» Work task:
The answer should be each line from the entries below that has the word "domains" in it.

» Dataset extract:
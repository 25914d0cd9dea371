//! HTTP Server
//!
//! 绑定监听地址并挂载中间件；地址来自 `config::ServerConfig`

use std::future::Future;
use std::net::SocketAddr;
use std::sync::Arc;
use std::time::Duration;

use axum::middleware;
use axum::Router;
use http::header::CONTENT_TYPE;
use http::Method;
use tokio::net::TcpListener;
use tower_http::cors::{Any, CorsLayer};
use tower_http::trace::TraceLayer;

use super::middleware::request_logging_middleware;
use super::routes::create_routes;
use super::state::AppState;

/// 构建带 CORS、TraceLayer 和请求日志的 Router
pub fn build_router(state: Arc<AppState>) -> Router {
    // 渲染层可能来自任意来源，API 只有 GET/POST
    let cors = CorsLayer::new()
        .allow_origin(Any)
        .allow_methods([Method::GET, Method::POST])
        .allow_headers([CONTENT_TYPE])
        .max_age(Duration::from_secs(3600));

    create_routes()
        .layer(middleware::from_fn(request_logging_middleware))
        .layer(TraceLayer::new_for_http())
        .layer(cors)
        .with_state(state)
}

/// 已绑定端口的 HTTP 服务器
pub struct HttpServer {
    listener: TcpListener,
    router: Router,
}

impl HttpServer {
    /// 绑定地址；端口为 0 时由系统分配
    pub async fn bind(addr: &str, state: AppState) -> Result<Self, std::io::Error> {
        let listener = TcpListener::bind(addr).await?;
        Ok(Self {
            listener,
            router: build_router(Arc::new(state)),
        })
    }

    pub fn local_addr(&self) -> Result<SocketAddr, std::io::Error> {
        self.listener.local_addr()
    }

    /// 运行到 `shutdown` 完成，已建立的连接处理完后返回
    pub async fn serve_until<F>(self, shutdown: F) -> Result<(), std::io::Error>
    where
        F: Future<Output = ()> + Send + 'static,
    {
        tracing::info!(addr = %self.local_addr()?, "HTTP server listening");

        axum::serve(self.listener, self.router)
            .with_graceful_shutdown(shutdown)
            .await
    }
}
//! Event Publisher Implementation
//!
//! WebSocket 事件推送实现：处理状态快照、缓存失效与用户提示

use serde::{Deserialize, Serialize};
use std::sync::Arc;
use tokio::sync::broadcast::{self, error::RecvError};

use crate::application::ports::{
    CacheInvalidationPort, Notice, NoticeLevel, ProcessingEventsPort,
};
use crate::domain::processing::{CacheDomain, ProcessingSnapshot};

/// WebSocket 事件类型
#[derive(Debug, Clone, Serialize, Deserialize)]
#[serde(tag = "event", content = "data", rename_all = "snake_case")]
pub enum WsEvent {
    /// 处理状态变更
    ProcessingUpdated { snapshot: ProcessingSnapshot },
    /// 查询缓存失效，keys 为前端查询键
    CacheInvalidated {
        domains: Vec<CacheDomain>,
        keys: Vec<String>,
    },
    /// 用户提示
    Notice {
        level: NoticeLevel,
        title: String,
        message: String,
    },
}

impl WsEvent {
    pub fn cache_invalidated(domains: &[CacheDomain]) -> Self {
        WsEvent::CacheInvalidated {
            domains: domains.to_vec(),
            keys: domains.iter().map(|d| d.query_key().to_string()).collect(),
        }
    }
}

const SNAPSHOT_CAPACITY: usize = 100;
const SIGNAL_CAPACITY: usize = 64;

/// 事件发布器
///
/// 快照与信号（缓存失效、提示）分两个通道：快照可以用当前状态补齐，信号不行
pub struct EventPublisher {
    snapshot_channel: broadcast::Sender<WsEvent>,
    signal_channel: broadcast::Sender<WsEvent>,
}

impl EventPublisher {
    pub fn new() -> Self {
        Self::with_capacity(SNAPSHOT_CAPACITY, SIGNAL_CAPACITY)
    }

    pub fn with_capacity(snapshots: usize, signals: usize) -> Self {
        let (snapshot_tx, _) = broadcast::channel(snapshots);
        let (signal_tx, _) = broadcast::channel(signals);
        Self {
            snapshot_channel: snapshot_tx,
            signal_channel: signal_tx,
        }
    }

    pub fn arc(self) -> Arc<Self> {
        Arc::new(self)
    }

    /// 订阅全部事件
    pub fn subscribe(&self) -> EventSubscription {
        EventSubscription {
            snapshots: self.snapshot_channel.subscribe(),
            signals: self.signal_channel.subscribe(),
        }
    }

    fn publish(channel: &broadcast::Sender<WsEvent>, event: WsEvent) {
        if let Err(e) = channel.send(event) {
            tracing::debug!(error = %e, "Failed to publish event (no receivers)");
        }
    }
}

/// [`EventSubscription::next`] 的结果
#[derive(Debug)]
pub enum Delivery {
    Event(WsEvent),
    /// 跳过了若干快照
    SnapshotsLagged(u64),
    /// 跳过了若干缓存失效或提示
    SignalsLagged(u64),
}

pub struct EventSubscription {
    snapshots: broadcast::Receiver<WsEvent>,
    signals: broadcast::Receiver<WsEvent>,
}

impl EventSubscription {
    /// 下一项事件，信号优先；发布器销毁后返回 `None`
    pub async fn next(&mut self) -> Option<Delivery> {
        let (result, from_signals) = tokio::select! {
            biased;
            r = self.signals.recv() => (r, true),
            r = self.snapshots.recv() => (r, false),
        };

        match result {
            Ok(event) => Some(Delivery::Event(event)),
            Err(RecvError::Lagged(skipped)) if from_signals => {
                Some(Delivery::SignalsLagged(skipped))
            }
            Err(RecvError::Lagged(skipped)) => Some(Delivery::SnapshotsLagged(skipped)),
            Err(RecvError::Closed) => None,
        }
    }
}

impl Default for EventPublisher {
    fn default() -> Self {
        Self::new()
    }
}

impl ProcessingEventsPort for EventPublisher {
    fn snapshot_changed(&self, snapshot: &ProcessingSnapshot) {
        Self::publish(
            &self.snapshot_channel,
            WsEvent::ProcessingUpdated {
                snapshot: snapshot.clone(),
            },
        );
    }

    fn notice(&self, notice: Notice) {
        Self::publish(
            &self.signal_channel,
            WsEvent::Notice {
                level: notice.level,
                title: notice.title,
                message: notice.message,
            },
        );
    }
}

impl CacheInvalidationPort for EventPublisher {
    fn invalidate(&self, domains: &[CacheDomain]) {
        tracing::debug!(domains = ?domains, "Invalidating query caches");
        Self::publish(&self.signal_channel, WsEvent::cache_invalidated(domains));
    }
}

» Task answer:
        domains: Vec<CacheDomain>,
    pub fn cache_invalidated(domains: &[CacheDomain]) -> Self {
            domains: domains.to_vec(),
            keys: domains.iter().map(|d| d.query_key().to_string()).collect(),
    fn invalidate(&self, domains: &[CacheDomain]) {
        tracing::debug!(domains = ?domains, "Invalidating query caches");
        Self::publish(&self.signal_channel, WsEvent::cache_invalidated(domains));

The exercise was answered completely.